*** Begin section ***
use chrono::{DateTime, Utc};
use serde::{Deserialize, Serialize};
use serde_json::{Map, Value};
use uuid::Uuid;

use super::coerce::{id_or_none, string_or_empty};
use super::pricing::{calculate, CostBreakdown, JobInputs};

/// Everything a user saves about one job.
#[derive(Debug, Clone, Default, PartialEq, Serialize, Deserialize)]
#[serde(rename_all = "camelCase")]
pub struct ProjectData {
    #[serde(default, deserialize_with = "string_or_empty")]
    pub job_name: String,
    #[serde(default, deserialize_with = "string_or_empty")]
    pub filament_type: String,
    /// Thumbnail as a `data:image/...;base64,` URL
    #[serde(default, skip_serializing_if = "Option::is_none")]
    pub project_image: Option<String>,
    #[serde(flatten)]
    pub inputs: JobInputs,
}

impl ProjectData {
    /// Values a fresh calculator form starts with.
    pub fn form_defaults() -> Self {
        Self {
            job_name: String::new(),
            filament_type: String::new(),
            project_image: None,
            inputs: JobInputs {
                spool_price: 20.0,
                prep_cost_per_hour: 30.0,
                post_processing_cost_per_hour: 30.0,
                profit_percentage: 20.0,
                ..JobInputs::default()
            },
        }
    }

    /// Parse-and-default a set of top-level form fields.
    pub fn from_fields(fields: Map<String, Value>) -> Result<Self, serde_json::Error> {
        serde_json::from_value(Value::Object(fields))
    }

    pub fn to_fields(&self) -> Result<Map<String, Value>, serde_json::Error> {
        match serde_json::to_value(self)? {
            Value::Object(map) => Ok(map),
            _ => Ok(Map::new()),
        }
    }

    /// Overlay `patch` on these fields. Keys absent from the patch keep their
    /// stored value; keys present replace it wholesale (arrays included).
    pub fn merged_with(&self, patch: Map<String, Value>) -> Result<Self, serde_json::Error> {
        let mut fields = self.to_fields()?;
        for (key, value) in patch {
            fields.insert(key, value);
        }
        Self::from_fields(fields)
    }
}

/// Project entity
#[derive(Debug, Clone, PartialEq)]
pub struct Project {
    pub id: Uuid,
    pub owner_id: String,
    pub data: ProjectData,
    /// Legacy records may lack timestamps.
    pub created_at: Option<DateTime<Utc>>,
    pub updated_at: Option<DateTime<Utc>>,
}

impl Project {
    /// Timestamp used for "most recently touched first" ordering.
    pub fn last_touched(&self) -> Option<DateTime<Utc>> {
        self.updated_at.or(self.created_at)
    }
}

/// Request DTO for saving a project: an `id` updates, no `id` creates.
#[derive(Debug, Clone, Default, Deserialize)]
pub struct SaveProjectRequest {
    /// Raw id as sent; blank means "new project".
    #[serde(default, deserialize_with = "id_or_none")]
    pub id: Option<String>,
    #[serde(flatten)]
    pub fields: Map<String, Value>,
}

impl SaveProjectRequest {
    /// `Ok(None)` for a new project, an error if a non-blank id is not a UUID.
    pub fn project_id(&self) -> Result<Option<Uuid>, uuid::Error> {
        self.id.as_deref().map(Uuid::parse_str).transpose()
    }

    /// Drop keys that belong to the record rather than to the form.
    pub fn form_fields(mut self) -> Map<String, Value> {
        for key in ["id", "ownerId", "uid", "createdAt", "updatedAt", "breakdown"] {
            self.fields.remove(key);
        }
        self.fields
    }
}

/// Response DTO for project
#[derive(Debug, Clone, Serialize, Deserialize)]
#[serde(rename_all = "camelCase")]
pub struct ProjectResponse {
    pub id: Uuid,
    #[serde(flatten)]
    pub data: ProjectData,
    pub breakdown: CostBreakdown,
    pub created_at: Option<DateTime<Utc>>,
    pub updated_at: Option<DateTime<Utc>>,
}

impl From<Project> for ProjectResponse {
    fn from(p: Project) -> Self {
        Self {
            id: p.id,
            breakdown: calculate(&p.data.inputs),
            data: p.data,
            created_at: p.created_at,
            updated_at: p.updated_at,
        }
    }
}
*** End section ***
● Problem details
Write out every entry again, exactly as it appears.

● Response for this exercise
use chrono::{DateTime, Utc};
use serde::{Deserialize, Serialize};
use serde_json::{Map, Value};
use uuid::Uuid;

use super::coerce::{id_or_none, string_or_empty};
use super::pricing::{calculate, CostBreakdown, JobInputs};

/// Everything a user saves about one job.
#[derive(Debug, Clone, Default, PartialEq, Serialize, Deserialize)]
#[serde(rename_all = "camelCase")]
pub struct ProjectData {
    #[serde(default, deserialize_with = "string_or_empty")]
    pub job_name: String,
    #[serde(default, deserialize_with = "string_or_empty")]
    pub filament_type: String,
    /// Thumbnail as a `data:image/...;base64,` URL
    #[serde(default, skip_serializing_if = "Option::is_none")]
    pub project_image: Option<String>,
    #[serde(flatten)]
    pub inputs: JobInputs,
}

impl ProjectData {
    /// Values a fresh calculator form starts with.
    pub fn form_defaults() -> Self {
        Self {
            job_name: String::new(),
            filament_type: String::new(),
            project_image: None,
            inputs: JobInputs {
                spool_price: 20.0,
                prep_cost_per_hour: 30.0,
                post_processing_cost_per_hour: 30.0,
                profit_percentage: 20.0,
                ..JobInputs::default()
            },
        }
    }

    /// Parse-and-default a set of top-level form fields.
    pub fn from_fields(fields: Map<String, Value>) -> Result<Self, serde_json::Error> {
        serde_json::from_value(Value::Object(fields))
    }

    pub fn to_fields(&self) -> Result<Map<String, Value>, serde_json::Error> {
        match serde_json::to_value(self)? {
            Value::Object(map) => Ok(map),
            _ => Ok(Map::new()),
        }
    }

    /// Overlay `patch` on these fields. Keys absent from the patch keep their
    /// stored value; keys present replace it wholesale (arrays included).
    pub fn merged_with(&self, patch: Map<String, Value>) -> Result<Self, serde_json::Error> {
        let mut fields = self.to_fields()?;
        for (key, value) in patch {
            fields.insert(key, value);
        }
        Self::from_fields(fields)
    }
}

/// Project entity
#[derive(Debug, Clone, PartialEq)]
pub struct Project {
    pub id: Uuid,
    pub owner_id: String,
    pub data: ProjectData,
    /// Legacy records may lack timestamps.
    pub created_at: Option<DateTime<Utc>>,
    pub updated_at: Option<DateTime<Utc>>,
}

impl Project {
    /// Timestamp used for "most recently touched first" ordering.
    pub fn last_touched(&self) -> Option<DateTime<Utc>> {
        self.updated_at.or(self.created_at)
    }
}

/// Request DTO for saving a project: an `id` updates, no `id` creates.
#[derive(Debug, Clone, Default, Deserialize)]
pub struct SaveProjectRequest {
    /// Raw id as sent; blank means "new project".
    #[serde(default, deserialize_with = "id_or_none")]
    pub id: Option<String>,
    #[serde(flatten)]
    pub fields: Map<String, Value>,
}

impl SaveProjectRequest {
    /// `Ok(None)` for a new project, an error if a non-blank id is not a UUID.
    pub fn project_id(&self) -> Result<Option<Uuid>, uuid::Error> {
        self.id.as_deref().map(Uuid::parse_str).transpose()
    }

    /// Drop keys that belong to the record rather than to the form.
    pub fn form_fields(mut self) -> Map<String, Value> {
        for key in ["id", "ownerId", "uid", "createdAt", "updatedAt", "breakdown"] {
            self.fields.remove(key);
        }
        self.fields
    }
}

/// Response DTO for project
#[derive(Debug, Clone, Serialize, Deserialize)]
#[serde(rename_all = "camelCase")]
pub struct ProjectResponse {
    pub id: Uuid,
    #[serde(flatten)]
    pub data: ProjectData,
    pub breakdown: CostBreakdown,
    pub created_at: Option<DateTime<Utc>>,
    pub updated_at: Option<DateTime<Utc>>,
}

impl From<Project> for ProjectResponse {
    fn from(p: Project) -> Self {
        Self {
            id: p.id,
            breakdown: calculate(&p.data.inputs),
            data: p.data,
            created_at: p.created_at,
            updated_at: p.updated_at,
        }
    }
}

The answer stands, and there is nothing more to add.